Tanaman tembakau dibagi menjadi dua kelompok besar yaitu tembaku Na Oogst dan Voor Oogst. Tembakau Na Oogst adalah tembakau yang ditanam pada akhir musim kemarau dan dipanen pada musim hujan, tembakau Voor Oogst adalah tembakau yang ditanam awal musi kemarau dan dipanen pada musim kemarau. Salah satu tembakau Voor ogst adalah tembakau besuki, tembakua jember atau lebih dikenal dengan tembakau kasturi.

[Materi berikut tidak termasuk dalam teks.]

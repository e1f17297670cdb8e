use axum::{Json, extract::State};

use super::super::AppState;

/// Account names and availability only; cookies never leave the daemon.
pub async fn get_accounts_endpoint(State(state): State<AppState>) -> Json<serde_json::Value> {
    Json(serde_json::json!({
        "success": true,
        "accounts": state.accounts.all()
    }))
}
pub mod accounts;
pub mod autorun;
pub mod calendar;
pub mod delay;
pub mod error;
pub mod events;
pub mod jobs;
pub mod lifecycle;
pub mod remote;
pub mod textgen;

Segala jenis tembakau diharapkan memiliki kualitas dan kuantitas yang sangat tinggi untuk memenuhi permintaan para konsumen baik yang berasal dari dalam atau luiar negeri. Salah satu faktor yang mempengaruhi kualitas tembakau adalah perlindungan tanaman tembakau dari serangan penyakit. Biaya untuk mendapatkan fungisida saat ini harganya cukup besar dan sering kali fungisida yang digunakan berasal dari bahan kimia yang dalam penggunaannya bersifat tidak ramah lingkungan dan dapat mengurangi mutu hasil panen.
Sistem pengendalian penyakit yang menjadi jalan keluar terbaik saat ini yaitu dengan sistem pengendalian ramah lingkungan yaitu sistem pengendalian yang memperhatikan kondisi lingkungan ekosistem, misalnya dengan pestisida organik atau dengan cara musuh alami. Adapun cara yang dapat kita lakukan yaitu dengan memanfaatkan agen hayati salah satunya Trichoderma sp sebagai musuh alami.
Agen hayati mencakup pengertian mahluk hidup yang dimanfaatkan sebagai agen pengendali Organisme Pengganggu Tanaman (OPT). Pengendalian hayati adalah penggunaan musuh alami serangga hama, penyakit dan tumbuhan pengganggu untuk mengurangi kepadatan populasi (Mangndihardjo, 1975; Speight et al.,1999). Pengendalian hayati dalam pengertian ekologi didefinisikan sebagai pengaturan populasi organisme tersebut berada dibawah rata-ratanya dibandingkan bila tanpa pengendalian (De Bach, 1997, dalam Oka, 1998).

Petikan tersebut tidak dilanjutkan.